SpaceX COO says Starlink had cash-flow-positive quarter in 2022

Published

on

President and COO Gwynne Shotwell says that SpaceX’s Starlink satellite internet program had a “cash flow positive quarter” in 2022 and “will make money” in 2023.

The update is major news for a program that SpaceX CEO Elon Musk has stated should be considered a success if it merely avoids bankruptcy. Several companies have attempted to build businesses around the concept of a low Earth orbit (LEO) internet satellite constellation. All have failed or gone bankrupt. Motorola pursued a concept called Celestris in the 1990s but eventually gave up and invested in Teledesic. Teledesic eventually went bankrupt and shut down in 2003 after spending the equivalent of $1.85 billion in 2022 dollars. In 2020, OneWeb – the closest to a true Starlink competitor – filed for bankruptcy despite having raised $3.4 billion and begun launching satellites. It was only saved by a $1 billion bailout led by the British government.

Despite pursuing the largest and most ambitious LEO constellations ever proposed, only SpaceX’s Starlink program has managed to avoid bankruptcy. SpaceX began developing Starlink in earnest in the mid-2010s and launched its first satellite prototypes in March 2018 and May 2019. Operational launches followed in November 2019, and SpaceX has since launched an unprecedented ~3540 working satellites on 70 Falcon 9 rockets. More importantly, just two years after opening orders, SpaceX has secured more than a million Starlink internet subscribers.
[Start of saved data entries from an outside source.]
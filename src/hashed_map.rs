//! HashedMap: the same dictionary contract with a hash index over positions.
//!
//! This is an explicit alternative to `ScanMap`, not a drop-in swap: it
//! requires `K: Eq + Hash` (the hash must agree with equality) and changes
//! the lookup cost from a linear scan to O(1) average. Storage, insertion
//! order, errors and the growth/shrink policy are identical, so the two
//! report the same `capacity()` after the same sequence of operations.
//! Removal stays O(n): compaction shifts positions and the index is
//! rewritten for every shifted entry.

use crate::error::{DictError, Result};
use crate::storage::{resolve_index, EntryBuffer};
use core::borrow::Borrow;
use core::fmt;
use core::hash::{BuildHasher, Hash};
use hashbrown::HashTable;
use std::collections::hash_map::RandomState;

#[derive(Debug, Clone)]
struct Slot<K, V> {
    key: K,
    value: V,
    hash: u64,
}

pub struct HashedMap<K, V, S = RandomState> {
    hasher: S,
    // Maps hash -> position in `entries`.
    index: HashTable<usize>,
    entries: EntryBuffer<Slot<K, V>>,
}

impl<K, V> HashedMap<K, V>
where
    K: Eq + Hash,
{
    pub fn new() -> Self {
        Self::with_hasher(Default::default())
    }
}

impl<K, V> Default for HashedMap<K, V>
where
    K: Eq + Hash,
{
    fn default() -> Self {
        Self::new()
    }
}

impl<K, V, S> HashedMap<K, V, S>
where
    K: Eq + Hash,
    S: BuildHasher,
{
    pub fn with_hasher(hasher: S) -> Self {
        Self {
            hasher,
            index: HashTable::new(),
            entries: EntryBuffer::new(),
        }
    }

    fn make_hash<Q>(&self, q: &Q) -> u64
    where
        Q: ?Sized + Hash,
    {
        self.hasher.hash_one(q)
    }

    pub fn len(&self) -> usize {
        self.entries.len()
    }
    pub fn is_empty(&self) -> bool {
        self.entries.len() == 0
    }
    pub fn capacity(&self) -> usize {
        self.entries.capacity()
    }

    fn position<Q>(&self, q: &Q) -> Option<usize>
    where
        K: Borrow<Q>,
        Q: ?Sized + Hash + Eq,
    {
        let hash = self.make_hash(q);
        let slots = self.entries.as_slice();
        self.index
            .find(hash, |&pos| slots[pos].key.borrow() == q)
            .copied()
    }

    /// Remove the slot at `pos` from both the index and the buffer, then
    /// shift every index entry that pointed past it.
    fn remove_at(&mut self, pos: usize) -> Slot<K, V> {
        let hash = self.entries.as_slice()[pos].hash;
        self.index
            .find_entry(hash, |&p| p == pos)
            .expect("every live position is indexed")
            .remove();
        let slot = self.entries.remove(pos);
        for p in self.index.iter_mut() {
            if *p > pos {
                *p -= 1;
            }
        }
        slot
    }

    pub fn set(&mut self, key: K, value: V) -> Option<V> {
        if let Some(pos) = self.position(&key) {
            let slot = &mut self.entries.as_mut_slice()[pos];
            return Some(core::mem::replace(&mut slot.value, value));
        }
        self.append(key, value);
        None
    }

    fn append(&mut self, key: K, value: V) {
        let hash = self.make_hash(&key);
        let pos = self.entries.len();
        self.entries.push(Slot { key, value, hash });
        let slots = self.entries.as_slice();
        self.index.insert_unique(hash, pos, |&p| slots[p].hash);
    }

    pub fn get<Q>(&self, q: &Q) -> Result<V>
    where
        K: Borrow<Q>,
        Q: ?Sized + Hash + Eq,
        V: Clone,
    {
        self.get_ref(q).cloned()
    }

    pub fn get_ref<Q>(&self, q: &Q) -> Result<&V>
    where
        K: Borrow<Q>,
        Q: ?Sized + Hash + Eq,
    {
        if self.is_empty() {
            return Err(DictError::Empty);
        }
        let pos = self.position(q).ok_or(DictError::KeyNotFound)?;
        Ok(&self.entries.as_slice()[pos].value)
    }

    pub fn contains_key<Q>(&self, q: &Q) -> bool
    where
        K: Borrow<Q>,
        Q: ?Sized + Hash + Eq,
    {
        self.position(q).is_some()
    }

    pub fn pop<Q>(&mut self, q: &Q) -> Result<V>
    where
        K: Borrow<Q>,
        Q: ?Sized + Hash + Eq,
    {
        if self.is_empty() {
            return Err(DictError::Empty);
        }
        let pos = self.position(q).ok_or(DictError::KeyNotFound)?;
        Ok(self.remove_at(pos).value)
    }

    pub fn index<Q>(&self, q: &Q) -> Option<usize>
    where
        K: Borrow<Q>,
        Q: ?Sized + Hash + Eq,
    {
        self.position(q)
    }

    pub fn popindex(&mut self, index: isize) -> Result<(K, V)> {
        let pos = resolve_index(index, self.len())?;
        let slot = self.remove_at(pos);
        Ok((slot.key, slot.value))
    }

    pub fn entry_at(&self, pos: usize) -> Option<(&K, &V)> {
        self.entries.as_slice().get(pos).map(|s| (&s.key, &s.value))
    }

    pub fn clear(&mut self) {
        self.entries.clear();
        self.index.clear();
        self.index.shrink_to_fit(|_| 0);
    }

    pub fn copy(&self) -> Self
    where
        K: Clone,
        V: Clone,
        S: Clone,
    {
        self.clone()
    }

    /// Merge `other` into `self` in `other`'s order; `other`'s values win.
    pub fn update<S2>(&mut self, other: &HashedMap<K, V, S2>)
    where
        K: Clone,
        V: Clone,
    {
        for slot in other.entries.as_slice() {
            match self.position(&slot.key) {
                Some(pos) => self.entries.as_mut_slice()[pos].value = slot.value.clone(),
                None => self.append(slot.key.clone(), slot.value.clone()),
            }
        }
    }

    pub fn iter(&self) -> impl Iterator<Item = (&K, &V)> + '_ {
        self.entries.as_slice().iter().map(|s| (&s.key, &s.value))
    }

    pub fn iter_mut(&mut self) -> impl Iterator<Item = (&K, &mut V)> + '_ {
        self.entries
            .as_mut_slice()
            .iter_mut()
            .map(|s| (&s.key, &mut s.value))
    }

    pub fn keys(&self) -> impl Iterator<Item = &K> + '_ {
        self.entries.as_slice().iter().map(|s| &s.key)
    }

    pub fn values(&self) -> impl Iterator<Item = &V> + '_ {
        self.entries.as_slice().iter().map(|s| &s.value)
    }
}

impl<K: Clone, V: Clone, S: Clone> Clone for HashedMap<K, V, S> {
    fn clone(&self) -> Self {
        Self {
            hasher: self.hasher.clone(),
            index: self.index.clone(),
            entries: self.entries.clone(),
        }
    }
}

impl<K: fmt::Debug, V: fmt::Debug, S> fmt::Debug for HashedMap<K, V, S> {
    fn fmt(&self, f: &mut fmt::Formatter<'_>) -> fmt::Result {
        f.debug_map()
            .entries(self.entries.as_slice().iter().map(|s| (&s.key, &s.value)))
            .finish()
    }
}

impl<K, V, S> Extend<(K, V)> for HashedMap<K, V, S>
where
    K: Eq + Hash,
    S: BuildHasher,
{
    fn extend<I: IntoIterator<Item = (K, V)>>(&mut self, iter: I) {
        for (k, v) in iter {
            self.set(k, v);
        }
    }
}

impl<K, V> FromIterator<(K, V)> for HashedMap<K, V>
where
    K: Eq + Hash,
{
    fn from_iter<I: IntoIterator<Item = (K, V)>>(iter: I) -> Self {
        let mut m = Self::new();
        m.extend(iter);
        m
    }
}

/// Owning iterator in position order.
pub struct IntoIter<K, V> {
    it: std::vec::IntoIter<Slot<K, V>>,
}

impl<K, V> Iterator for IntoIter<K, V> {
    type Item = (K, V);
    #[inline]
    fn next(&mut self) -> Option<Self::Item> {
        self.it.next().map(|s| (s.key, s.value))
    }

    #[inline]
    fn size_hint(&self) -> (usize, Option<usize>) {
        self.it.size_hint()
    }
}

impl<K, V, S> IntoIterator for HashedMap<K, V, S> {
    type Item = (K, V);
    type IntoIter = IntoIter<K, V>;

    fn into_iter(self) -> Self::IntoIter {
        IntoIter {
            it: self.entries.into_vec().into_iter(),
        }
    }
}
Adding to its impressive list of achievements, Gwynne Shotwell – a SpaceX executive known for being an excellent manager and voice of reason – says that Starlink has already had its first cash-flow-positive quarter.

Advertisement

According to Shotwell, that milestone happened sometime in 2022. Thanks to a productive 2021 and the accelerated launch of new Starlink satellites in 2022, continuously expanding network capacity, SpaceX’s subscriber count more than quadrupled between March and December. If Starlink truly did have a cash-flow-positive quarter last year, it likely happened in Q4. However, the nature of cash flow and the ambiguity in Shotwell’s statement are worth some amount of skepticism.

Crucially, cash flow should account for fundraising, which SpaceX does a lot of. In 2022, it closed a $1.7B venture round in May and a $250M private equity round in July, offering opportunities to negate otherwise negative cash flow in Q2 and Q3. If Shotwell means that Starlink had a positive cash flow quarter without accounting for fundraising, the achievement would be highly impressive and indicate that Starlink’s financial health is surprisingly good.

It’s also ambiguous if Shotwell meant that Starlink had a cash-flow-positive quarter in 2022 or if she was referring to the company as a whole. Earlier in her panel at the FAA’s annual Commercial Space Transportation Conference, Shotwell noted that SpaceX’s main product – Falcon rocket and Dragon spacecraft operations – “makes money.” She also said that “the cash flow from those operations basically pay for [Starlink and Starship] development.” External funds are then raised to supplement SpaceX’s profits from Falcon and Dragon.

SpaceX completed 27 commercial launches in 2022, potentially generating $2-3 billion in revenue. (Richard Angle)

The ambiguity leaves room for Shotwell’s statement to be interpreted a bit less positively. If SpaceX or Starlink’s cash-flow-positive quarter was contingent upon raising almost $2 billion in one calendar year, Starlink would arguably still be in a financially precarious position. A positive quarter in that context would be more indicative of decent accounting than good financial health.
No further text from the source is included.